About 18 months ago Lee called Willmott and asked for another look at his “Lysistrata”-inspired screenplay.
“Spike said, ‘Let’s set it in Chicago and call it “Chi-Raq”.’ At the time I knew there were problems in Chicago but I had no idea of the scope.”
While most of the structure of Willmott’s original script remained — including a one-man Greek chorus (played by Jackson) who directly addresses the viewer — the details saw some radical revision.
Willmott and Lee interviewed the Rev. Michael Louis Pfleger, a white priest heading a mostly black congregation at Chicago’s St. Sabina Roman Catholic Church. Pfleger’s dynamic oratory so inspired the filmmakers that they created the character of a white priest (Cusack) whose dialogue reflects Pfleger’s sermons.
“We added a lot of stuff that relates directly to Chicago. Chicago-centric slang, Chicago personalities.
“And we were incorporating stuff right out of the evening news.”
Willmott was on the set every day, doing updates and writing new dialogue to reflect the news.
One of the traps of anti-violence films is that by depicting violence they may make it seem exciting and romantic. But in “Chi-Raq” the death of a child isn’t depicted. Instead we learn the details through the eyes of her mother (Hudson).
“One thing I really like about the film is that it doesn’t glorify that culture,” Willmott said. “There’s no onscreen violence. I don’t think a young person watching this film will leave thinking they want to be a banger.”
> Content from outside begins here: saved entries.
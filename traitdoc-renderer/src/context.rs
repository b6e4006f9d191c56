//! Template context: serializable rendering payloads built from
//! [`TraitMetadata`] and the trait registry, plus the name helpers used to
//! derive titles and display names.

use serde::{Deserialize, Serialize};

use traitdoc_core::{TraitMetadata, TraitRegistry};

use crate::error::RenderError;

/// Payload for the per-page templates (title, description, usage).
#[derive(Debug, Clone, Serialize, Deserialize)]
pub struct PageContext {
    pub id: String,
    /// Title-cased ID with hyphens as spaces, e.g. `Pod Disruption Budget`.
    pub title: String,
    /// Profile memberships, in catalog order.
    pub profiles: Vec<String>,
    pub platform: bool,
    pub field_count: usize,
}

impl PageContext {
    /// Build a [`PageContext`] for one trait, querying `registry` once per lookup.
    pub fn from_metadata(meta: &TraitMetadata, registry: &dyn TraitRegistry) -> Self {
        PageContext {
            id: meta.id.to_string(),
            title: title_case(&meta.id.as_str().replace('-', " ")),
            profiles: registry.profiles_for(&meta.id),
            platform: registry.is_platform_trait(&meta.id),
            field_count: meta.fields.len(),
        }
    }

    /// Convert to a [`tera::Context`] for rendering.
    pub fn to_tera_context(&self) -> Result<tera::Context, RenderError> {
        tera::Context::from_serialize(self).map_err(RenderError::from)
    }
}

/// Payload for one navigation or page-list entry.
#[derive(Debug, Clone, PartialEq, Eq, Serialize, Deserialize)]
pub struct EntryContext {
    pub file: String,
    pub name: String,
}

impl EntryContext {
    pub fn from_file(file: &str) -> Self {
        EntryContext {
            file: file.to_string(),
            name: display_name_from_file(file),
        }
    }

    pub fn to_tera_context(&self) -> Result<tera::Context, RenderError> {
        tera::Context::from_serialize(self).map_err(RenderError::from)
    }
}

/// Upper-case the first letter of every word.
///
/// A word starts after any separator: whitespace or ASCII punctuation.
/// Letters, digits and `_` do not split words, and the rest of each word is
/// left as written (`3scale` stays `3scale`, `jvm` becomes `Jvm`).
pub fn title_case(s: &str) -> String {
    let mut out = String::with_capacity(s.len());
    let mut after_separator = true;
    for c in s.chars() {
        if after_separator {
            out.extend(c.to_uppercase());
        } else {
            out.push(c);
        }
        after_separator = is_separator(c);
    }
    out
}

fn is_separator(c: char) -> bool {
    if c.is_ascii() {
        return !(c.is_ascii_alphanumeric() || c == '_');
    }
    !c.is_alphanumeric() && c.is_whitespace()
}

/// Display name for a generated page: extension stripped, the word `trait`
/// removed, hyphens to spaces, trimmed, title-cased.
pub fn display_name_from_file(file: &str) -> String {
    let stem = file.rsplit_once('.').map_or(file, |(stem, _)| stem);
    let name = stem.replace("trait", "").replace('-', " ");
    title_case(name.trim())
}

#[cfg(test)]
mod tests {
    use super::*;
    use traitdoc_core::{TraitCatalog, TraitId};

    #[test]
    fn title_case_matches_word_boundaries() {
        assert_eq!(title_case("pod disruption budget"), "Pod Disruption Budget");
        assert_eq!(title_case("3scale"), "3scale");
        assert_eq!(title_case("jvm"), "Jvm");
        assert_eq!(title_case("keda.autoscaler"), "Keda.Autoscaler");
        assert_eq!(title_case(""), "");
    }

    #[test]
    fn display_name_strips_extension_and_trait_word() {
        assert_eq!(display_name_from_file("knative-service.adoc"), "Knative Service");
        assert_eq!(display_name_from_file("trait-a.adoc"), "A");
        assert_eq!(display_name_from_file("timer"), "Timer");
    }

    #[test]
    fn page_context_queries_registry() {
        let catalog = sample_catalog();
        let meta = TraitMetadata {
            id: TraitId::from("pod-disruption-budget"),
            description: vec![],
            fields: vec![],
        };
        let ctx = PageContext::from_metadata(&meta, &catalog);
        assert_eq!(ctx.title, "Pod Disruption Budget");
        assert_eq!(ctx.profiles, ["Kubernetes"]);
        assert!(ctx.platform);
        ctx.to_tera_context().expect("context conversion");
    }

    fn sample_catalog() -> TraitCatalog {
        TraitCatalog {
            profiles: vec![traitdoc_core::registry::Profile {
                name: "Kubernetes".into(),
                traits: vec![TraitId::from("pod-disruption-budget")],
            }],
            platform_traits: vec![TraitId::from("pod-disruption-budget")],
        }
    }
}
So, does he think “Chi-Raq” could really make a difference?
“Well, Father Pfleger saw the film and talked about it with some former gang members. They said they wished they’d seen it years ago, because it would have made them stop what they were doing.”
At the very least, Willmott said, he believes the movie can put an end to “D&D.”
“After a shooting in a public place the police can never find witnesses,” he said. “Everybody is deaf and dumb. Nobody sees anything. Maybe the film can get some people to come forward.”
Willmott is also gearing up for his next directing effort, “The Association.” Suggested by former KU basketball player Scot Pollard, the film is about “the bad side of college and professional sports. Corrupt agents; athletes who blow all their money.
“Scot will star in the movie, but first he has to be in the next season of ‘Survivor.’ After that we’ll start shooting.”